Currency in China

In my books, there are three main forms of currency. First, we have copper coins. They are worth very little (for example, a good Serice pancake costs around 100-150 copper coins). Copper coins are typically carried with a string through the open hole in the middle, and a string of coins is usually close to 1,000 coins. 

The second unit of currency is the silver cat, which is a small ingot of silver, roughly shaped like a sleeping cat with its tail curled around (forming an oval shape). The silver cat in Serica is roughly equal to a string of 1,000 copper coins. A person can barely get by on an income of one silver cat per month. 

The third unit of currency is the Salt Note. A salt note is worth a certain amount of salt from the government’s salt supply (in Serica, the government has a monopoly on salt production). Typically, salt notes are worth half a wagon load of salt, sometimes more. This usually translates into a value of five to ten silver cats, and it varies based on the current price of salt. Salt notes have been used in the past and, in the past, they have been rendered completely worthless by the overprinting of salt notes by unwise government officials. 

Song dynasty copper coin
Copper coin from the Song Dynasty

What relation does this have to China during the Song-Yuan-Ming era? For copper coins, this is pretty accurate. There is a funny story from Vietnamese history where the government sold tons of rice to Chinese merchants (a normal thing to do) but they only accepted copper coins in payment and the Vietnamese government then melted the copper coins down to help them make bronze cannons. Copper coins were very, very cheap. Really too cheap but the Imperial government made the coins in vast quantities, year after year, century after century. You can easily buy 1,000 year-old copper coins today because so many were produced in every decade.

Ming silver tael
Ming silver tael (weight was two taels, when cast)

As for silver cats? This is sort-of accurate but not exactly. Silver was the main transaction currency for large purchases in China but silver coins were rare. (And, for reasons that are still mysterious, gold coins are virtually never to be found!) In the Ming Dynasty, silver coins were never minted and so everyone had to use small ingots or pieces of silver. These were called taels in the north, and sycee in the south. A larger unit of silver (16 tales or more than a pound) was called a catty. I took the word catty, and voila! The silver cat was born.

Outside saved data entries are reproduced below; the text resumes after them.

//! Typed roadmap document: the parsed shape of the model's JSON reply.
//!
//! Two generations of the wire format exist. The current one is an object
//! carrying multi-job aggregation metadata next to its `modules` array; the
//! older one is a bare array of modules. Both deserialize into
//! [`RoadmapDocument`], and everything downstream (rendering, calendar
//! export) works off these types instead of re-probing loose JSON.

use chrono::NaiveDate;
use serde::{Deserialize, Serialize};

/// A parsed roadmap in either wire generation.
#[derive(Debug, Clone, Serialize, Deserialize)]
#[serde(untagged)]
pub enum RoadmapDocument {
    Aggregated(AggregatedRoadmap),
    Legacy(Vec<Module>),
}

impl RoadmapDocument {
    pub fn modules(&self) -> &[Module] {
        match self {
            RoadmapDocument::Aggregated(doc) => &doc.modules,
            RoadmapDocument::Legacy(modules) => modules,
        }
    }

    pub fn start_date(&self) -> Option<NaiveDate> {
        match self {
            RoadmapDocument::Aggregated(doc) => doc.start_date,
            RoadmapDocument::Legacy(_) => None,
        }
    }

    pub fn days_per_week(&self) -> Option<u32> {
        match self {
            RoadmapDocument::Aggregated(doc) => doc.days_per_week,
            RoadmapDocument::Legacy(_) => None,
        }
    }

    /// Stamps schedule metadata onto the document after a successful parse.
    /// Legacy arrays have nowhere to carry it and are left untouched.
    pub fn set_schedule(&mut self, start_date: NaiveDate, days_per_week: u32) {
        if let RoadmapDocument::Aggregated(doc) = self {
            doc.start_date = Some(start_date);
            doc.days_per_week = Some(days_per_week);
        }
    }
}

/// Multi-job aggregated roadmap. All analysis metadata is optional; only the
/// module list is required. The single-job fields (`job_requirements`,
/// `job_posting_preview`, flat `missing_skills`) survive for documents
/// produced before the multi-job format.
#[derive(Debug, Clone, Serialize, Deserialize)]
#[serde(rename_all = "camelCase")]
pub struct AggregatedRoadmap {
    #[serde(skip_serializing_if = "Option::is_none")]
    pub similar_jobs: Option<bool>,
    #[serde(skip_serializing_if = "Option::is_none")]
    pub total_jobs_analyzed: Option<u32>,
    #[serde(skip_serializing_if = "Option::is_none")]
    pub job_summary: Option<String>,
    #[serde(skip_serializing_if = "Option::is_none")]
    pub technology_frequency: Option<TechnologyFrequency>,
    #[serde(skip_serializing_if = "Option::is_none")]
    pub missing_skills: Option<SkillGaps>,
    #[serde(skip_serializing_if = "Option::is_none")]
    pub current_skills: Option<Vec<String>>,
    #[serde(skip_serializing_if = "Option::is_none")]
    pub job_requirements: Option<Vec<String>>,
    #[serde(skip_serializing_if = "Option::is_none")]
    pub job_posting_preview: Option<String>,
    #[serde(skip_serializing_if = "Option::is_none")]
    pub start_date: Option<NaiveDate>,
    #[serde(skip_serializing_if = "Option::is_none")]
    pub days_per_week: Option<u32>,
    pub modules: Vec<Module>,
}

/// How often each technology appeared across the analyzed postings.
/// critical = all jobs, high = 50%+, medium = 2+, low = 1.
#[derive(Debug, Clone, Default, Serialize, Deserialize)]
pub struct TechnologyFrequency {
    #[serde(default)]
    pub critical: Vec<String>,
    #[serde(default)]
    pub high: Vec<String>,
    #[serde(default)]
    pub medium: Vec<String>,
    #[serde(default)]
    pub low: Vec<String>,
}

/// Skill gaps, either bucketed by priority (current format) or as a flat
/// list (single-job era).
#[derive(Debug, Clone, Serialize, Deserialize)]
#[serde(untagged)]
pub enum SkillGaps {
    Buckets(SkillGapBuckets),
    Flat(Vec<String>),
}

#[derive(Debug, Clone, Default, Serialize, Deserialize)]
pub struct SkillGapBuckets {
    #[serde(default)]
    pub critical: Vec<String>,
    #[serde(default)]
    pub high: Vec<String>,
    #[serde(default)]
    pub medium: Vec<String>,
    #[serde(default)]
    pub low: Vec<String>,
}

/// One technology to learn.
#[derive(Debug, Clone, Serialize, Deserialize)]
#[serde(rename_all = "camelCase")]
pub struct Module {
    pub title: String,
    #[serde(skip_serializing_if = "Option::is_none")]
    pub duration: Option<String>,
    #[serde(default)]
    pub skills: Vec<String>,
    #[serde(skip_serializing_if = "Option::is_none")]
    pub description: Option<String>,
    #[serde(default)]
    pub resources: Vec<String>,
    #[serde(skip_serializing_if = "Option::is_none")]
    pub priority: Option<Priority>,
    #[serde(skip_serializing_if = "Option::is_none")]
    pub weekly_breakdown: Option<Vec<WeekPlan>>,
}

/// Module priority from the frequency aggregation.
#[derive(Debug, Clone, Copy, PartialEq, Eq, Serialize)]
#[serde(rename_all = "lowercase")]
pub enum Priority {
    Critical,
    High,
    Medium,
    Low,
}

// Models occasionally capitalize the priority value, so matching is
// case-insensitive even though we always serialize lowercase.
impl<'de> Deserialize<'de> for Priority {
    fn deserialize<D>(deserializer: D) -> Result<Self, D::Error>
    where
        D: serde::Deserializer<'de>,
    {
        let value = String::deserialize(deserializer)?;
        match value.to_ascii_lowercase().as_str() {
            "critical" => Ok(Priority::Critical),
            "high" => Ok(Priority::High),
            "medium" => Ok(Priority::Medium),
            "low" => Ok(Priority::Low),
            other => Err(serde::de::Error::unknown_variant(
                other,
                &["critical", "high", "medium", "low"],
            )),
        }
    }
}

/// One week inside a module, in either wire generation. Ordering matters:
/// a week with a `dailyPlan` is a [`DailyWeek`]; anything else falls back to
/// the legacy topics/goals shape.
#[derive(Debug, Clone, Serialize, Deserialize)]
#[serde(untagged)]
pub enum WeekPlan {
    Daily(DailyWeek),
    Legacy(LegacyWeek),
}

#[derive(Debug, Clone, Serialize, Deserialize)]
#[serde(rename_all = "camelCase")]
pub struct DailyWeek {
    #[serde(skip_serializing_if = "Option::is_none")]
    pub week: Option<u32>,
    #[serde(skip_serializing_if = "Option::is_none")]
    pub weekly_goal: Option<String>,
    pub daily_plan: Vec<DayPlan>,
}

/// Week shape from before day-granular plans existed. Carries no schedule
/// information beyond a coarse hour estimate.
#[derive(Debug, Clone, Serialize, Deserialize)]
#[serde(rename_all = "camelCase")]
pub struct LegacyWeek {
    #[serde(skip_serializing_if = "Option::is_none")]
    pub week: Option<u32>,
    #[serde(default)]
    pub topics: Vec<String>,
    #[serde(skip_serializing_if = "Option::is_none")]
    pub goals: Option<String>,
    #[serde(
        default,
        deserialize_with = "de_opt_hours",
        skip_serializing_if = "Option::is_none"
    )]
    pub estimated_hours: Option<String>,
}

/// One study day.
#[derive(Debug, Clone, Serialize, Deserialize)]
#[serde(rename_all = "camelCase")]
pub struct DayPlan {
    pub day: u32,
    pub topic: String,
    #[serde(default)]
    pub tasks: Vec<String>,
    #[serde(
        default,
        deserialize_with = "de_opt_hours",
        skip_serializing_if = "Option::is_none"
    )]
    pub estimated_hours: Option<String>,
}

/// `estimatedHours` arrives as "2 hours", "2-3", or sometimes a bare number.
fn de_opt_hours<'de, D>(deserializer: D) -> Result<Option<String>, D::Error>
where
    D: serde::Deserializer<'de>,
{
    #[derive(Deserialize)]
    #[serde(untagged)]
    enum Hours {
        Text(String),
        Number(f64),
    }

    Ok(Option::<Hours>::deserialize(deserializer)?.map(|h| match h {
        Hours::Text(t) => t,
        Hours::Number(n) => n.to_string(),
    }))
}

And the salt notes? Are these real? Yes, these also are based on the history of China. The Song first used paper money to create a contract such that the holder of an official salt note could obtain a fixed quantity of salt from the Imperial storehouse. In theory, the only way you could get a salt note in the first place was to deliver supplies to one of the northern forts. The fort quartermaster would then give a merchant some salt notes in exchange for the supplies, and then the notes could be redeemed back at the capital. By adjusting the value of the note compared to the value of the supplies delivered, the government could get food and materials delivered to the northern forts “for free”. By accident, the Song created the first bank notes which were widely used throughout the Song lands.

Unfortunately, the system of paper money was misused at the end of the Song Dynasty and thoroughly misused by the Mongols (Yuan Dynasty). All it takes is to print more salt notes than you actually have salt available and the currency begins to drop in value. The loss of confidence in a government’s salt notes is not usually fixable and soon they are worthless pieces of paper. The Ming “solved” this problem by not issuing salt notes at all (at least not after 1380~). Under the Ming, all big transactions had to be done via ingots of silver or gold. And so the silver/gold had to be first assayed (to make sure the silver wasn’t mixed with some worthless metal) and then cast into small one-ounce molds, because who wants to carry around a single large brick of silver? No one does.

I recommend the Shanghai Museum, it had a great section on currency when I was there in 2015.